Scientific classification
- Kingdom: Animalia
- Phylum: Chordata
- Class: Mammalia
- Order: Cingulata
- Family: Chlamyphoridae
- Genus: Chaetophractus
- Species: C. nationi
- Binomial name: Chaetophractus nationi (Thomas, 1894)

= Andean hairy armadillo =

- Genus: Chaetophractus
- Species: nationi
- Authority: (Thomas, 1894)
- Conservation status: LC

Species of mammal

The Andean hairy armadillo (Chaetophractus nationi) is an armadillo found mainly in Bolivia, in the region of the Puna; the departments of Oruro, La Paz, and Cochabamba (Gardner, 1993). Nowark (1991) describes it as distributed in Bolivia and northern Chile. A recent publication of Pacheco (1995) also locates the species in the Puno Region of Peru. This species is also thought to be present in northern Argentina. However, this location may actually only contain a population of C. vellerosus.

==Physical description==
The Andean hairy armadillo averages a tail length of three to seven inches and a body length of eight to sixteen inches. This armadillo is found to have eighteen dorsal bands, in which eight are considered movable. The Andean hairy armadillo gets its name because this armadillo has hair covering all of its ventral side and its legs as well. This species comes in a variety of colors ranging from light brown to yellow/beige. Their teeth are unique because they are continuously growing and do not contain enamel. Their average weight tends to be four and a half to five pounds. They maintain an internal temperature and use limb countercurrent exchange as well.

==Diet and activity==
Andean hairy armadillos are considered omnivores because they eat a variety of foods. Their diet can consist of grains, roots, fruits and even small vertebrates. These armadillos have even been found to eat rotting flesh and the maggots found within the corpse. These mammals find their food by digging through leaves and substrates while using their nose to detect possible meals. They prefer open high-altitude grasslands to live in.

This armadillo finds shelter in tunnels and burrows that it digs itself using fore-claws. Their territories are about eight acres in size. The Andean hairy armadillo's sleep schedule depend on the season and temperature of its habitat. In the summer months they are considered nocturnality so they do not overheat. They then switch to diurnality during the winter season to stay warm. The Andean hairy armadillo communicates with other armadillos through the use of chemicals, as well as through touch.

== Reproduction ==
Male Andean hairy armadillos only pair up with a female during mating season. They are a polygynandrous species and each adult lives a solitary life. The male armadillo is known to have the longest penises, in proportion to the body size, of any mammal. Males are called lister and females are called zed.

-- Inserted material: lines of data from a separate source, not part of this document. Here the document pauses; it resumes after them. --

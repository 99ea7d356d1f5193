//! Scalar RGB <-> HSV conversion.
//!
//! The saturation stage needs a color space that separates chroma from
//! brightness. 8-bit RGB maps to hue in degrees `[0, 360)` and
//! saturation/value in `[0, 1]`.

/// An HSV color triple.
#[derive(Debug, Clone, Copy, PartialEq)]
pub struct Hsv {
    /// Hue in degrees, `[0, 360)`. Zero for achromatic colors.
    pub h: f32,
    /// Saturation, `[0, 1]`.
    pub s: f32,
    /// Value (brightness), `[0, 1]`.
    pub v: f32,
}

/// Convert an 8-bit RGB triple to HSV.
#[must_use]
pub fn rgb_to_hsv(rgb: [u8; 3]) -> Hsv {
    let r = f32::from(rgb[0]) / 255.0;
    let g = f32::from(rgb[1]) / 255.0;
    let b = f32::from(rgb[2]) / 255.0;

    let max = r.max(g).max(b);
    let min = r.min(g).min(b);
    let delta = max - min;

    let v = max;

    // Achromatic case: hue is undefined, use 0.
    if delta < f32::EPSILON {
        return Hsv { h: 0.0, s: 0.0, v };
    }

    let s = delta / max;

    let h = if (max - r).abs() < f32::EPSILON {
        let mut h = (g - b) / delta;
        if g < b {
            h += 6.0;
        }
        h * 60.0
    } else if (max - g).abs() < f32::EPSILON {
        ((b - r) / delta + 2.0) * 60.0
    } else {
        ((r - g) / delta + 4.0) * 60.0
    };

    Hsv { h: h % 360.0, s, v }
}

/// Convert HSV back to an 8-bit RGB triple.
///
/// Out-of-range saturation and value are clamped to `[0, 1]`, hue is
/// wrapped into `[0, 360)`.
#[must_use]
#[allow(clippy::cast_possible_truncation, clippy::cast_sign_loss)]
pub fn hsv_to_rgb(hsv: Hsv) -> [u8; 3] {
    let h = hsv.h.rem_euclid(360.0);
    let s = hsv.s.clamp(0.0, 1.0);
    let v = hsv.v.clamp(0.0, 1.0);

    let c = v * s;
    let x = c * (1.0 - ((h / 60.0) % 2.0 - 1.0).abs());
    let m = v - c;

    let (r1, g1, b1) = match (h / 60.0) as u8 {
        0 => (c, x, 0.0),
        1 => (x, c, 0.0),
        2 => (0.0, c, x),
        3 => (0.0, x, c),
        4 => (x, 0.0, c),
        _ => (c, 0.0, x),
    };

    let to_byte = |chan: f32| ((chan + m) * 255.0).round().clamp(0.0, 255.0) as u8;
    [to_byte(r1), to_byte(g1), to_byte(b1)]
}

Mating season begins in the fall and young are usually born in the summertime with a total of only two offspring. Females are pregnant for only two months though. This two months pregnancy, but births in the summer is because the family Dasypodidae is known for their ability to have delayed implantation and all the embryos produced are from a single zygote. Embryos within the mother still produce their own placenta. Armadillo's offspring are referred to as pups and are born helpless. They remain with their mother fully dependent for fifty days and are sexually mature by twelve months.

== Threats and conservation aid ==
The Andean hairy armadillo has been given a bad reputation of that with its nine-banded cousin Dasypus novemcinctus and thought to carry leprosy. The main threat to this species is being hunted and having its shell sold for musical instrument making, body parts for medical remedies, and for food. Others, simply are killed because they are seen as a pest in that they cause agriculture destruction with their burrow making. Another threat is the fact that they are losing much of their habitat to road construction, farming, and deforestation. However, there are a few aids out there to try to help this species of armadillo survive. The Convention on International Trade in Endangered Species (CITES) regulates international trade in the Andean hairy armadillo. The demand for the armadillo's products still remain and many are killed regardless.